Stored items
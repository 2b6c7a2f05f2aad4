//! Single-slot draft editor state machine.
//!
//! At most one draft is ever being edited; the slot is a tagged union so
//! that invariant is a type-level fact rather than a convention. The
//! working buffer is locked (`refining`) while a refinement call is in
//! flight so an in-flight rewrite cannot race manual edits.

use crate::draft::Draft;
use crate::error::CoreError;

/// Which draft, if any, is currently being edited.
#[derive(Debug, Clone, Default, PartialEq, Eq)]
pub enum EditSlot {
    #[default]
    Idle,
    Editing {
        /// Index into the candidate draft list.
        index: usize,
        /// Working copy of the draft body. The draft itself is only
        /// touched on commit.
        buffer: String,
        /// Set while a refinement call is outstanding; the buffer is
        /// read-only until it clears.
        refining: bool,
    },
}

impl EditSlot {
    /// Start editing the draft at `index`, copying its body into the
    /// working buffer.
    ///
    /// Rejected while another draft is being edited (commit or cancel
    /// first) and for out-of-range indices.
    pub fn begin(&mut self, index: usize, drafts: &[Draft]) -> Result<(), CoreError> {
        if let EditSlot::Editing { index: current, .. } = self {
            return Err(CoreError::Conflict(format!(
                "Draft {current} is already being edited"
            )));
        }
        let draft = drafts
            .get(index)
            .ok_or_else(|| CoreError::Validation(format!("No draft at index {index}")))?;
        *self = EditSlot::Editing {
            index,
            buffer: draft.content.clone(),
            refining: false,
        };
        Ok(())
    }

    /// Overwrite the working buffer with free-form operator input.
    pub fn set_buffer(&mut self, text: impl Into<String>) -> Result<(), CoreError> {
        match self {
            EditSlot::Idle => Err(CoreError::Conflict("No draft is being edited".to_string())),
            EditSlot::Editing { refining: true, .. } => Err(CoreError::Conflict(
                "Buffer is locked while a refinement is in flight".to_string(),
            )),
            EditSlot::Editing { buffer, .. } => {
                *buffer = text.into();
                Ok(())
            }
        }
    }

    /// Lock the buffer for a refinement call and return the text to send.
    pub fn begin_refine(&mut self) -> Result<String, CoreError> {
        match self {
            EditSlot::Idle => Err(CoreError::Conflict("No draft is being edited".to_string())),
            EditSlot::Editing { refining: true, .. } => Err(CoreError::Conflict(
                "A refinement is already in flight".to_string(),
            )),
            EditSlot::Editing {
                buffer, refining, ..
            } => {
                *refining = true;
                Ok(buffer.clone())
            }
        }
    }

    /// Unlock the buffer after a refinement call.
    ///
    /// `Some(body)` replaces the buffer with the service's rewrite;
    /// `None` (the failure path) leaves it byte-for-byte unchanged.
    pub fn finish_refine(&mut self, outcome: Option<String>) {
        if let EditSlot::Editing {
            buffer, refining, ..
        } = self
        {
            *refining = false;
            if let Some(body) = outcome {
                *buffer = body;
            }
        }
    }

    /// Copy the working buffer back into the draft it was taken from and
    /// return to idle. Returns the committed index.
    pub fn commit(&mut self, drafts: &mut [Draft]) -> Result<usize, CoreError> {
        match std::mem::take(self) {
            EditSlot::Idle => Err(CoreError::Conflict("No draft is being edited".to_string())),
            EditSlot::Editing {
                refining: true,
                index,
                buffer,
            } => {
                // Keep the slot as it was; the in-flight rewrite owns it.
                *self = EditSlot::Editing {
                    index,
                    buffer,
                    refining: true,
                };
                Err(CoreError::Conflict(
                    "Cannot commit while a refinement is in flight".to_string(),
                ))
            }
            EditSlot::Editing { index, buffer, .. } => {
                let draft = drafts
                    .get_mut(index)
                    .ok_or_else(|| CoreError::Validation(format!("No draft at index {index}")))?;
                draft.content = buffer;
                Ok(index)
            }
        }
    }

    /// Discard the working buffer and return to idle without touching
    /// any draft.
    pub fn cancel(&mut self) -> Result<(), CoreError> {
        match self {
            EditSlot::Idle => Err(CoreError::Conflict("No draft is being edited".to_string())),
            EditSlot::Editing { refining: true, .. } => Err(CoreError::Conflict(
                "Cannot cancel while a refinement is in flight".to_string(),
            )),
            EditSlot::Editing { .. } => {
                *self = EditSlot::Idle;
                Ok(())
            }
        }
    }

    pub fn is_editing(&self) -> bool {
        matches!(self, EditSlot::Editing { .. })
    }

    pub fn is_refining(&self) -> bool {
        matches!(self, EditSlot::Editing { refining: true, .. })
    }

    /// Index of the draft being edited, if any.
    pub fn editing_index(&self) -> Option<usize> {
        match self {
            EditSlot::Editing { index, .. } => Some(*index),
            EditSlot::Idle => None,
        }
    }

    /// Current working buffer, if a draft is being edited.
    pub fn buffer(&self) -> Option<&str> {
        match self {
            EditSlot::Editing { buffer, .. } => Some(buffer.as_str()),
            EditSlot::Idle => None,
        }
    }
}
//! REST client for the AI text service endpoints.
//!
//! Wraps draft generation, draft refinement, and tone recommendation
//! using [`reqwest`]. Every request carries a bearer credential fetched
//! from the injected [`TokenProvider`] at call time.

use std::sync::Arc;
use std::time::Duration;

use async_trait::async_trait;

use smscast_core::auth::TokenProvider;
use smscast_core::draft::RefinementDirective;
use smscast_core::tone::ToneKey;

use crate::models::{
    DraftPayload, GenerateDraftsRequest, GenerateDraftsResponse, RefineRequest, RefineResponse,
    ToneRecommendationsResponse,
};
use crate::service::DraftGenerator;

/// HTTP request timeout. Generation calls routinely take several
/// seconds; the ceiling only catches hung connections.
const REQUEST_TIMEOUT: Duration = Duration::from_secs(60);

/// Errors from the AI service REST layer.
#[derive(Debug, thiserror::Error)]
pub enum GenAiError {
    /// The HTTP request itself failed (network, DNS, timeout, etc.).
    #[error("HTTP request failed: {0}")]
    Request(#[from] reqwest::Error),

    /// The service returned a non-2xx status code.
    #[error("AI service error ({status}): {body}")]
    Api {
        /// HTTP status code.
        status: u16,
        /// Raw response body for debugging.
        body: String,
    },

    /// The credential provider could not supply a bearer token.
    #[error("credential provider failed: {0}")]
    Auth(#[from] smscast_core::CoreError),
}

/// HTTP client for the AI text services.
pub struct GenAiApi {
    client: reqwest::Client,
    base_url: String,
    token: Arc<dyn TokenProvider>,
}

impl GenAiApi {
    /// Create a new client.
    ///
    /// * `base_url` - service base URL, e.g. `http://localhost:8000`.
    pub fn new(base_url: impl Into<String>, token: Arc<dyn TokenProvider>) -> Self {
        let client = reqwest::Client::builder()
            .timeout(REQUEST_TIMEOUT)
            .build()
            .expect("Failed to build reqwest HTTP client");
        Self {
            client,
            base_url: trim_base(base_url.into()),
            token,
        }
    }

    /// Create a client reusing an existing [`reqwest::Client`]
    /// (useful for connection pooling across services).
    pub fn with_client(
        client: reqwest::Client,
        base_url: impl Into<String>,
        token: Arc<dyn TokenProvider>,
    ) -> Self {
        Self {
            client,
            base_url: trim_base(base_url.into()),
            token,
        }
    }

    /// Request a batch of candidate drafts.
    ///
    /// Sends `POST /generate-drafts`. The response carries one draft per
    /// requested message, each tagged with a tone label.
    pub async fn generate_drafts(
        &self,
        request: &GenerateDraftsRequest,
    ) -> Result<Vec<DraftPayload>, GenAiError> {
        let token = self.token.bearer_token().await?;
        let response = self
            .client
            .post(format!("{}/generate-drafts", self.base_url))
            .bearer_auth(token)
            .json(request)
            .send()
            .await?;

        let parsed: GenerateDraftsResponse = Self::parse_response(response).await?;
        Ok(parsed.drafts)
    }

    /// Rewrite one message body according to a refinement directive.
    ///
    /// Sends `POST /refine-draft` and returns the rewritten body.
    pub async fn refine_draft(
        &self,
        content: &str,
        directive: RefinementDirective,
    ) -> Result<String, GenAiError> {
        let token = self.token.bearer_token().await?;
        let request = RefineRequest {
            content: content.to_string(),
            refinement_type: directive,
        };
        let response = self
            .client
            .post(format!("{}/refine-draft", self.base_url))
            .bearer_auth(token)
            .json(&request)
            .send()
            .await?;

        let parsed: RefineResponse = Self::parse_response(response).await?;
        Ok(parsed.content)
    }

    /// Fetch ranked tone suggestions for a campaign shape.
    ///
    /// Sends `GET /tone-recommendations` with the key's fields as query
    /// parameters.
    pub async fn tone_recommendations(&self, key: &ToneKey) -> Result<Vec<String>, GenAiError> {
        let token = self.token.bearer_token().await?;
        let response = self
            .client
            .get(format!("{}/tone-recommendations", self.base_url))
            .bearer_auth(token)
            .query(&[
                ("discount_rate", key.discount_rate.to_string()),
                ("duration_days", key.duration_days.to_string()),
                ("products", key.products.clone()),
                ("audience", key.audience.clone()),
            ])
            .send()
            .await?;

        let parsed: ToneRecommendationsResponse = Self::parse_response(response).await?;
        Ok(parsed.recommendations)
    }

    // ---- private helpers ----

    /// Deserialize a 2xx response body, or surface status + body.
    async fn parse_response<T: serde::de::DeserializeOwned>(
        response: reqwest::Response,
    ) -> Result<T, GenAiError> {
        let status = response.status();
        if !status.is_success() {
            let body = response.text().await.unwrap_or_default();
            return Err(GenAiError::Api {
                status: status.as_u16(),
                body,
            });
        }
        Ok(response.json().await?)
    }
}

fn trim_base(url: String) -> String {
    url.trim_end_matches('/').to_string()
}

#[async_trait]
impl DraftGenerator for GenAiApi {
    async fn generate_drafts(
        &self,
        request: &GenerateDraftsRequest,
    ) -> Result<Vec<DraftPayload>, GenAiError> {
        GenAiApi::generate_drafts(self, request).await
    }

    async fn refine_draft(
        &self,
        content: &str,
        directive: RefinementDirective,
    ) -> Result<String, GenAiError> {
        GenAiApi::refine_draft(self, content, directive).await
    }

    async fn tone_recommendations(&self, key: &ToneKey) -> Result<Vec<String>, GenAiError> {
        GenAiApi::tone_recommendations(self, key).await
    }
}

Problem details
For each line of the data that has the word "only", report that line.

Task answer
        /// Working copy of the draft body. The draft itself is only
        /// read-only until it clears.
/// seconds; the ceiling only catches hung connections.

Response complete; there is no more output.